Mastodon’s Dubious Crawler Exemption

jefftk27 Nov 2022 14:20 UTC

9 points

When you share a link on social media the platform fetches the page and includes a preview with your post:

Even though this happens automatically the system doesn’t obey the robots.txt exclusion rules (RFC 3909): I have /test/no-robots excluded in my robots.txt but that doesn’t stop it:

I don’t even see a request for robots.txt in my logs. But that’s actually ok! The robots exclusion standard is for “crawlers”, or automated agents. When I share a link I want the preview to be included, and so the bot fetching the page is acting as my agent. This is the same reason why it’s fine that WebPageTest and PageSpeed Insights also ignore robots.txt: they’re fetching specific pages at the user s request so they can measure performance.

This puts Mastodon in an awkward situation. They do want to include previews, because they’re trying to do all the standard social network things, and if they respected robots.txt many sites you’d want to be able to preview won’t work. They also don’t want the originating instance to generate the preview and include it in the post, because it’s open to abuse:

You can trust mastodon.mit.edu about what @jefftk@mastodon.mit.edu says, but not about what newyorktimes.com says.

The approach Mastodon has gone with is to have each instance generate link previews for each incoming link. This means that while having a link shared on Twitter or Facebook might give you one automated pageview for the preview, on Mastodon it gives you one for each instance the link is federated to. For a link shared by a widely-followed account this might mean thousands of link-preview requests hitting a server, and I’d also now consider this traffic to be from an automated agent.

I’m not sure what the right approach is for Mastodon. Making the link preview fetcher respect robots.txt would be a good start. [1] Longer term I think including link previews when composing a post and handling abuse with defederation seems like it should work as well as the rest of Mastodon’s abuse handling.

(context)

[1] Wouldn’t that just add an extra request and increase the load on sites even more? No: everyone builds sites to make serving robots.txt very cheaply. Serving HTML, however, often involves scripting languages, DB lookups, and other slow operations.

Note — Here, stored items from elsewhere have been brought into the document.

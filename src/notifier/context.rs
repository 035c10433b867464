//! Task lifecycle event context
//!
//! What the orchestration runtime knows about the event that triggered a
//! notification. Every field is optional; absent fields are not forwarded.

use chrono::{DateTime, SecondsFormat, Utc};
use serde::{Deserialize, Serialize};
use serde_json::Value;

/// Identity and run metadata of a task lifecycle event
#[derive(Debug, Clone, Default, PartialEq, Eq, Serialize, Deserialize)]
#[serde(default)]
pub struct EventContext {
    /// Workflow (DAG) identifier
    pub dag_id: Option<String>,
    pub task_id: Option<String>,
    pub run_id: Option<String>,
    /// Logical execution timestamp of the run
    pub execution_date: Option<DateTime<Utc>>,
    /// Current attempt, starting at 1
    pub try_number: Option<u32>,
}

impl EventContext {
    pub fn new() -> Self {
        Self::default()
    }

    /// Parse a context handed over as a JSON mapping
    pub fn from_value(value: Value) -> Result<Self, serde_json::Error> {
        serde_json::from_value(value)
    }

    /// Builder: set the workflow identifier
    pub fn with_dag_id(mut self, dag_id: impl Into<String>) -> Self {
        self.dag_id = Some(dag_id.into());
        self
    }

    /// Builder: set the task identifier
    pub fn with_task_id(mut self, task_id: impl Into<String>) -> Self {
        self.task_id = Some(task_id.into());
        self
    }

    /// Builder: set the run identifier
    pub fn with_run_id(mut self, run_id: impl Into<String>) -> Self {
        self.run_id = Some(run_id.into());
        self
    }

    /// Builder: set the execution timestamp
    pub fn with_execution_date(mut self, execution_date: DateTime<Utc>) -> Self {
        self.execution_date = Some(execution_date);
        self
    }

    /// Builder: set the attempt number
    pub fn with_try_number(mut self, try_number: u32) -> Self {
        self.try_number = Some(try_number);
        self
    }

    /// Labels contributed by this context, present fields only
    pub fn labels(&self) -> Vec<(String, Value)> {
        let mut labels = Vec::with_capacity(5);

        let strings = [
            ("dag_id", &self.dag_id),
            ("task_id", &self.task_id),
            ("run_id", &self.run_id),
        ];
        for (key, value) in strings {
            if let Some(value) = value {
                labels.push((key.to_string(), Value::String(value.clone())));
            }
        }

        if let Some(date) = self.execution_date {
            labels.push((
                "execution_date".to_string(),
                Value::String(date.to_rfc3339_opts(SecondsFormat::AutoSi, true)),
            ));
        }

        if let Some(try_number) = self.try_number {
            labels.push(("try_number".to_string(), Value::from(try_number)));
        }

        labels
    }

    /// True when no field is set
    pub fn is_empty(&self) -> bool {
        self.labels().is_empty()
    }
}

jefftk27 Nov 2022 14:20 UTC

9 points

3 comments1 min readLW link

Dagon 27 Nov 2022 17:48 UTC
4 points
2
The federation protocol makes some weird choices about trust and bandwidth.
JWZ’s snarky commentary: https://www.jwz.org/blog/2022/11/mastodon-stampede/

Federation and what’s local vs remote: https://medium.com/@kris-nova/experimenting-with-federation-and-migrating-accounts-eae61a688c3c

It’s a very odd mix of low-trust but also many things not cryptographically validated to provide proof of intent (just https cert validation of the server). I give it 3 months before a rogue server figures out how to hijack or spoof follows, and then the spam whack-a-mole really begins.
Dagon 28 Nov 2022 18:53 UTC
2 points
0
Oh, on the actual topic, it would never occur to me that an explicit link would check robots.txt. Even back in the day, it was only used by a few indexers as an advisory to keep some things out of indexes (and even then, not well-followed), to minimize scraping, not to prevent linking or actual use. https://en.wikipedia.org/wiki/Robots_exclusion_standard points out that the internet archive has ignored it since 2017.

I think the choice not to snapshot or centrally cache link content was more a bandwidth decision (less data between mastodon servers, more data from big CDN sites to many mastodon servers).
gwillen 27 Nov 2022 20:26 UTC
2 points
0
It seems like you could mitigate this a lot if you didn’t generate the preview until you were about to render the post for the first time. Surely the vast majority of these automated previews are being rendered zero times, and saving nothing. (This arguably links the fetch to a human action, as well.)

If you didn’t want to take the hit that would cause—since it would probably mean the first view of a post didn’t get a preview at all—you could at least limit it to posts that the server theoretically might someday have a good reason to render (i.e. require that there be someone on the server following the poster before doing automated link fetching on the post.)